What do we do now? Build on
stilts in vulnerable flooding areas? Why wasn’t this practice adhered to twenty
years ago when insurance companies back then were warning [the public, industry
and the Government] against insuring in areas that could become flooded with
global warming/increased sea levels etc.
Perhaps a combination of efforts
could be the solution for better practice against floods (and droughts!) and
damage control for when future floods (albeit possibly reduced ones) still hit
our communities.
Build on stilts:
The only way is up? If we built
our homes, so that the ground floor (and basement) would be enforced yet also
sacrificial so that integrity of the remainder of the houses were unaffected
then we would have less a chance of losing our precious homes. If the
soils/foundations were better enforced, had naturally stronger resilience to soil
properties compromise and street design was planned in an appropriate format to
channel excess water away from the houses, streets and farmlands and into the
water systems (or absorption factors like soakways, water collection butts etc)
then our homes would be better protected.
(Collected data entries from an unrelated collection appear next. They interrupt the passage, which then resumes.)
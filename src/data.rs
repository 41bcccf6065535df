// Tabular input for the binding engine: typed cell values, immutable rows and datasets

use anyhow::{anyhow, Context, Result};
use regex::Regex;
use serde::{Deserialize, Deserializer, Serialize, Serializer};
use std::cmp::Ordering;
use std::collections::BTreeMap;
use std::hash::{Hash, Hasher};
use std::io::Read;
use std::sync::{Arc, OnceLock};

use crate::binding::Field;

/// Label used wherever a missing value has to be shown to a reader
pub const BLANK_LABEL: &str = "(Blank)";

/// Number of leading rows inspected when inferring a column type
const INFERENCE_SAMPLE_ROWS: usize = 100;

// =============================================================================
// Values
// =============================================================================

/// A single cell of a dataset.
///
/// Equality and hashing are exact: numbers compare by bit pattern (with `-0.0`
/// folded into `0.0`), text and dates compare as strings. No fuzzy bucketing.
#[derive(Debug, Clone)]
pub enum Value {
    Null,
    Bool(bool),
    Number(f64),
    Date(String),
    Text(String),
}

impl Value {
    pub fn is_null(&self) -> bool {
        matches!(self, Value::Null)
    }

    /// Numeric view of the value. Text that parses as a finite number is coerced;
    /// everything else (including NaN/inf) has no numeric view.
    pub fn as_f64(&self) -> Option<f64> {
        match self {
            Value::Number(n) if n.is_finite() => Some(*n),
            Value::Text(s) => s.trim().parse::<f64>().ok().filter(|n| n.is_finite()),
            _ => None,
        }
    }

    /// Borrowed text of a text or date value
    pub fn as_str(&self) -> Option<&str> {
        match self {
            Value::Text(s) | Value::Date(s) => Some(s),
            _ => None,
        }
    }

    /// Display form used for category labels, legend entries and panel titles
    pub fn display(&self) -> String {
        match self {
            Value::Null => BLANK_LABEL.to_string(),
            Value::Bool(b) => if *b { "True".to_string() } else { "False".to_string() },
            Value::Number(n) => format_number(*n),
            Value::Date(s) | Value::Text(s) => s.clone(),
        }
    }

    /// Total order used for sorting: Null < Bool < Number < Date < Text
    pub fn total_cmp(&self, other: &Value) -> Ordering {
        match (self, other) {
            (Value::Null, Value::Null) => Ordering::Equal,
            (Value::Bool(a), Value::Bool(b)) => a.cmp(b),
            (Value::Number(a), Value::Number(b)) => a.total_cmp(b),
            (Value::Date(a), Value::Date(b)) | (Value::Text(a), Value::Text(b)) => a.cmp(b),
            _ => self.rank().cmp(&other.rank()),
        }
    }

    fn rank(&self) -> u8 {
        match self {
            Value::Null => 0,
            Value::Bool(_) => 1,
            Value::Number(_) => 2,
            Value::Date(_) => 3,
            Value::Text(_) => 4,
        }
    }

    fn number_bits(n: f64) -> u64 {
        if n == 0.0 {
            0f64.to_bits()
        } else if n.is_nan() {
            f64::NAN.to_bits()
        } else {
            n.to_bits()
        }
    }

    /// Convert a JSON scalar into a cell value. Nested arrays/objects are kept as their JSON text.
    pub fn from_json(value: &serde_json::Value) -> Value {
        match value {
            serde_json::Value::Null => Value::Null,
            serde_json::Value::Bool(b) => Value::Bool(*b),
            serde_json::Value::Number(n) => n.as_f64().map(Value::Number).unwrap_or(Value::Null),
            serde_json::Value::String(s) => Value::Text(s.clone()),
            other => Value::Text(other.to_string()),
        }
    }
}

impl PartialEq for Value {
    fn eq(&self, other: &Self) -> bool {
        match (self, other) {
            (Value::Null, Value::Null) => true,
            (Value::Bool(a), Value::Bool(b)) => a == b,
            (Value::Number(a), Value::Number(b)) => Value::number_bits(*a) == Value::number_bits(*b),
            (Value::Date(a), Value::Date(b)) => a == b,
            (Value::Text(a), Value::Text(b)) => a == b,
            _ => false,
        }
    }
}

impl Eq for Value {}

impl Hash for Value {
    fn hash<H: Hasher>(&self, state: &mut H) {
        self.rank().hash(state);
        match self {
            Value::Null => {}
            Value::Bool(b) => b.hash(state),
            Value::Number(n) => Value::number_bits(*n).hash(state),
            Value::Date(s) | Value::Text(s) => s.hash(state),
        }
    }
}

impl Serialize for Value {
    fn serialize<S: Serializer>(&self, serializer: S) -> std::result::Result<S::Ok, S::Error> {
        match self {
            Value::Null => serializer.serialize_none(),
            Value::Bool(b) => serializer.serialize_bool(*b),
            Value::Number(n) if n.is_finite() => serializer.serialize_f64(*n),
            Value::Number(_) => serializer.serialize_none(),
            Value::Date(s) | Value::Text(s) => serializer.serialize_str(s),
        }
    }
}

impl<'de> Deserialize<'de> for Value {
    fn deserialize<D: Deserializer<'de>>(deserializer: D) -> std::result::Result<Self, D::Error> {
        let json = serde_json::Value::deserialize(deserializer)?;
        Ok(Value::from_json(&json))
    }
}

impl From<&str> for Value {
    fn from(s: &str) -> Self {
        Value::Text(s.to_string())
    }
}

impl From<String> for Value {
    fn from(s: String) -> Self {
        Value::Text(s)
    }
}

impl From<f64> for Value {
    fn from(n: f64) -> Self {
        Value::Number(n)
    }
}

impl From<bool> for Value {
    fn from(b: bool) -> Self {
        Value::Bool(b)
    }
}

/// Format a number without a trailing `.0` for integral values
pub fn format_number(n: f64) -> String {
    if !n.is_finite() {
        return "0".to_string();
    }
    if n.fract() == 0.0 && n.abs() < 1e15 {
        format!("{}", n as i64)
    } else {
        format!("{}", n)
    }
}

// =============================================================================
// Rows
// =============================================================================

static NULL_VALUE: Value = Value::Null;

/// An immutable record keyed by field name. Cloning shares the underlying map.
#[derive(Debug, Clone, PartialEq, Default)]
pub struct RawRow(Arc<BTreeMap<String, Value>>);

impl RawRow {
    pub fn new(values: BTreeMap<String, Value>) -> Self {
        RawRow(Arc::new(values))
    }

    /// Value of a field; missing fields read as `Null`
    pub fn get(&self, field: &str) -> &Value {
        self.0.get(field).unwrap_or(&NULL_VALUE)
    }

}

impl<K: Into<String>, V: Into<Value>> FromIterator<(K, V)> for RawRow {
    fn from_iter<I: IntoIterator<Item = (K, V)>>(iter: I) -> Self {
        RawRow::new(iter.into_iter().map(|(k, v)| (k.into(), v.into())).collect())
    }
}

impl Serialize for RawRow {
    fn serialize<S: Serializer>(&self, serializer: S) -> std::result::Result<S::Ok, S::Error> {
        self.0.serialize(serializer)
    }
}

impl<'de> Deserialize<'de> for RawRow {
    fn deserialize<D: Deserializer<'de>>(deserializer: D) -> std::result::Result<Self, D::Error> {
        Ok(RawRow::new(BTreeMap::deserialize(deserializer)?))
    }
}

// =============================================================================
// Dataset
// =============================================================================

/// Logical data type of a column, as seen by the field wells
#[derive(Debug, Clone, Copy, PartialEq, Eq, Hash, PartialOrd, Ord, Serialize, Deserialize)]
#[serde(rename_all = "lowercase")]
pub enum DataType {
    #[serde(alias = "text")]
    String,
    #[serde(alias = "integer", alias = "decimal")]
    Number,
    #[serde(alias = "datetime")]
    Date,
    #[serde(alias = "bool")]
    Boolean,
}

impl DataType {
    pub const ALL: [DataType; 4] = [DataType::String, DataType::Number, DataType::Date, DataType::Boolean];
}

#[derive(Debug, Clone, PartialEq, Serialize, Deserialize)]
#[serde(rename_all = "camelCase")]
pub struct Column {
    pub name: String,
    pub data_type: DataType,
}

/// A named, typed table of rows as supplied by the dataset service
#[derive(Debug, Clone, Default, Serialize, Deserialize)]
#[serde(rename_all = "camelCase")]
pub struct Dataset {
    pub name: String,
    pub columns: Vec<Column>,
    pub rows: Vec<RawRow>,
}

impl Dataset {
    pub fn new(name: impl Into<String>, columns: Vec<Column>, rows: Vec<RawRow>) -> Self {
        Self { name: name.into(), columns, rows }
    }

    /// Build a dataset from raw string cells, inferring one type per column
    pub fn from_table(name: impl Into<String>, headers: Vec<String>, rows: Vec<Vec<String>>) -> Self {
        let columns: Vec<Column> = headers
            .iter()
            .enumerate()
            .map(|(idx, header)| {
                let samples: Vec<&str> = rows
                    .iter()
                    .take(INFERENCE_SAMPLE_ROWS)
                    .filter_map(|row| row.get(idx))
                    .map(|cell| cell.trim())
                    .filter(|cell| !cell.is_empty())
                    .collect();
                Column {
                    name: header.trim().to_string(),
                    data_type: infer_column_type(&samples),
                }
            })
            .collect();

        let typed_rows = rows
            .iter()
            .map(|row| {
                columns
                    .iter()
                    .enumerate()
                    .map(|(idx, column)| {
                        let cell = row.get(idx).map(String::as_str).unwrap_or("");
                        (column.name.clone(), convert_cell(cell, column))
                    })
                    .collect::<RawRow>()
            })
            .collect();

        Self::new(name, columns, typed_rows)
    }

    /// Read a CSV document (header row first)
    pub fn from_csv_reader<R: Read>(name: impl Into<String>, reader: R) -> Result<Self> {
        let mut csv_reader = csv::ReaderBuilder::new()
            .flexible(true)
            .has_headers(true)
            .from_reader(reader);

        let headers: Vec<String> = csv_reader
            .headers()
            .context("Failed to read CSV headers")?
            .iter()
            .map(|h| h.to_string())
            .collect();

        if headers.is_empty() {
            return Err(anyhow!("CSV input has no header row"));
        }

        let mut rows = Vec::new();
        for (line, record) in csv_reader.records().enumerate() {
            let record = record.with_context(|| format!("Failed to read CSV record {}", line + 1))?;
            rows.push(record.iter().map(|c| c.to_string()).collect());
        }

        Ok(Self::from_table(name, headers, rows))
    }

    pub fn from_csv_str(name: impl Into<String>, csv: &str) -> Result<Self> {
        Self::from_csv_reader(name, csv.as_bytes())
    }

    /// Create a dataset from a JSON array of objects. Columns are the union of all
    /// object keys; missing keys become blank cells.
    pub fn from_json(name: impl Into<String>, value: &serde_json::Value) -> Result<Self> {
        let array = value
            .as_array()
            .ok_or_else(|| anyhow!("Input data must be a JSON array of objects"))?;

        let mut headers: Vec<String> = Vec::new();
        for item in array {
            let obj = item
                .as_object()
                .ok_or_else(|| anyhow!("Items in array must be objects"))?;
            for key in obj.keys() {
                if !headers.contains(key) {
                    headers.push(key.clone());
                }
            }
        }

        let rows = array
            .iter()
            .filter_map(|item| item.as_object())
            .map(|obj| {
                headers
                    .iter()
                    .map(|header| match obj.get(header) {
                        Some(serde_json::Value::String(s)) => s.clone(),
                        Some(serde_json::Value::Number(n)) => n.to_string(),
                        Some(serde_json::Value::Bool(b)) => b.to_string(),
                        Some(serde_json::Value::Null) | None => String::new(),
                        Some(other) => other.to_string(),
                    })
                    .collect()
            })
            .collect();

        Ok(Self::from_table(name, headers, rows))
    }

    pub fn column(&self, name: &str) -> Option<&Column> {
        self.columns.iter().find(|c| c.name == name)
    }

    /// Field descriptor for a column, ready to be dropped onto a field well
    pub fn field(&self, name: &str) -> Option<Field> {
        self.column(name)
            .map(|c| Field::new(c.name.clone(), c.data_type).with_table(self.name.clone()))
    }
}

// =============================================================================
// Type inference
// =============================================================================

fn date_patterns() -> &'static [Regex] {
    static PATTERNS: OnceLock<Vec<Regex>> = OnceLock::new();
    PATTERNS.get_or_init(|| {
        [
            r"^\d{4}-\d{2}-\d{2}$",
            r"^\d{2}/\d{2}/\d{4}$",
            r"^\d{2}-\d{2}-\d{4}$",
            r"^\d{4}-\d{2}-\d{2}[T ]\d{2}:\d{2}(:\d{2}(\.\d+)?)?(Z|[+-]\d{2}:?\d{2})?$",
        ]
        .iter()
        .filter_map(|p| Regex::new(p).ok())
        .collect()
    })
}

const BOOLEAN_WORDS: [&str; 8] = ["true", "false", "yes", "no", "1", "0", "y", "n"];

/// Infer a column type from its non-empty sample cells.
///
/// Numbers win over booleans (so `0`/`1` columns are numeric), booleans over dates,
/// and anything unrecognised is a string.
pub fn infer_column_type(samples: &[&str]) -> DataType {
    if samples.is_empty() {
        return DataType::String;
    }

    let all_numbers = samples
        .iter()
        .all(|v| v.parse::<f64>().map(|n| n.is_finite()).unwrap_or(false));
    if all_numbers {
        return DataType::Number;
    }

    if samples.iter().all(|v| BOOLEAN_WORDS.contains(&v.to_lowercase().as_str())) {
        return DataType::Boolean;
    }

    let patterns = date_patterns();
    if samples.iter().all(|v| patterns.iter().any(|p| p.is_match(v))) {
        return DataType::Date;
    }

    DataType::String
}

fn convert_cell(cell: &str, column: &Column) -> Value {
    let cell = cell.trim();
    if cell.is_empty() {
        return Value::Null;
    }
    match column.data_type {
        DataType::Number => match cell.parse::<f64>() {
            Ok(n) if n.is_finite() => Value::Number(n),
            _ => {
                log::warn!("Non-numeric value '{}' in numeric column '{}'", cell, column.name);
                Value::Text(cell.to_string())
            }
        },
        DataType::Boolean => match cell.to_lowercase().as_str() {
            "true" | "yes" | "1" | "y" => Value::Bool(true),
            "false" | "no" | "0" | "n" => Value::Bool(false),
            _ => Value::Text(cell.to_string()),
        },
        DataType::Date => Value::Date(cell.to_string()),
        DataType::String => Value::Text(cell.to_string()),
    }
}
Although the stilts would not be
seen as hidden within the homes/office building walls; the overall structure would
be sound in the event of a harsh flood – if the ground floor is destroyed the
rest of the house will remain intact.
Going off on a slight tangent –
with floods hitting our agricultural systems, would Vertical Farming be one
format to reduce impacts and still keep the farms working whilst the
flatlands/rolling hills are recovering from flood damage?
More natural soakways:
More gardens in future planning
and design of houses and communities would help support more rain absorption, a
comprehensive planting programme: planting more trees and wildflowers adding
one billion additional indigenous seedlings will really help combat flooding
strikes.
Soil conditioning:
Conditioning? Soil can’t be any
richer can it? What if a few billion worms were added to the soils at tens of
thousands of points across the country? Implementing more active wormeries
functioning on a community level would improve out soils properties and
condition the soils to support more growth of grasses, flowers and trees to
ensure a healthier water cycle is as efficient as possible.
Rain Water collection and
Natural Soakways:
Installing a water butt/rainwater
barrel may be an obvious issue, yet people only contemplate it when floods are
in the news, or droughts have caused us discomfort. The issue of plastic water
butts does raise the issue of depleting our oil reserves more - unless you can
source all the plastic materials from recycled sources.
The most low embodied and
practical option is more grass areas/spaces. Many design principles and
planning practices of decades before have eradicated the front/rear garden adjacent
to houses; so Britain lost so much more green space and water absorbing
properties.
Natural soakways of digging down
one metre into the ground and adding rocks before covering it all with soil
will help absorb [some] rainwater yet all these token measures when executed by
thousands of people will significantly reduce localised/national flooding
impacts.
In previous blogs, Davius has
explained the basic figures for how many millions of tons of waters/litres ofwaters can be taken out of the flooding equation by simply installing one water
butt in every household.
We can all make this happen – it does
not necessarily have to expensive to create ‘natural soakways’: a spade, some
rocks/stones/bricks from skips. It costs £50 for a decent water butt/rainwater barrel
(which sensible people can save £1 a week for a year to implement!) the
planting initiaitves which are already happening on a global level by many
small pockets of people can easily be expanded, with more locals getting involved
spreading the plant seedlings around their districts to increase water
retention via plants (which doubles as a biodiversity support mechanism for threatened/declining
important species of bees, butterflies and other beneficial insects/birds etc.)
Now what?
You set the example by doing one
thing – a few of your neighbours will follow suit. It is understandable that
humans only react when threatened, as opposed to plan out for all disasters
(which is a little paranoid) as a source of good practice. The flooding
warnings are coming at a sharper rate over the last twenty years; we should all
try and do something about it now! Get digging, planting and barrelling folks !!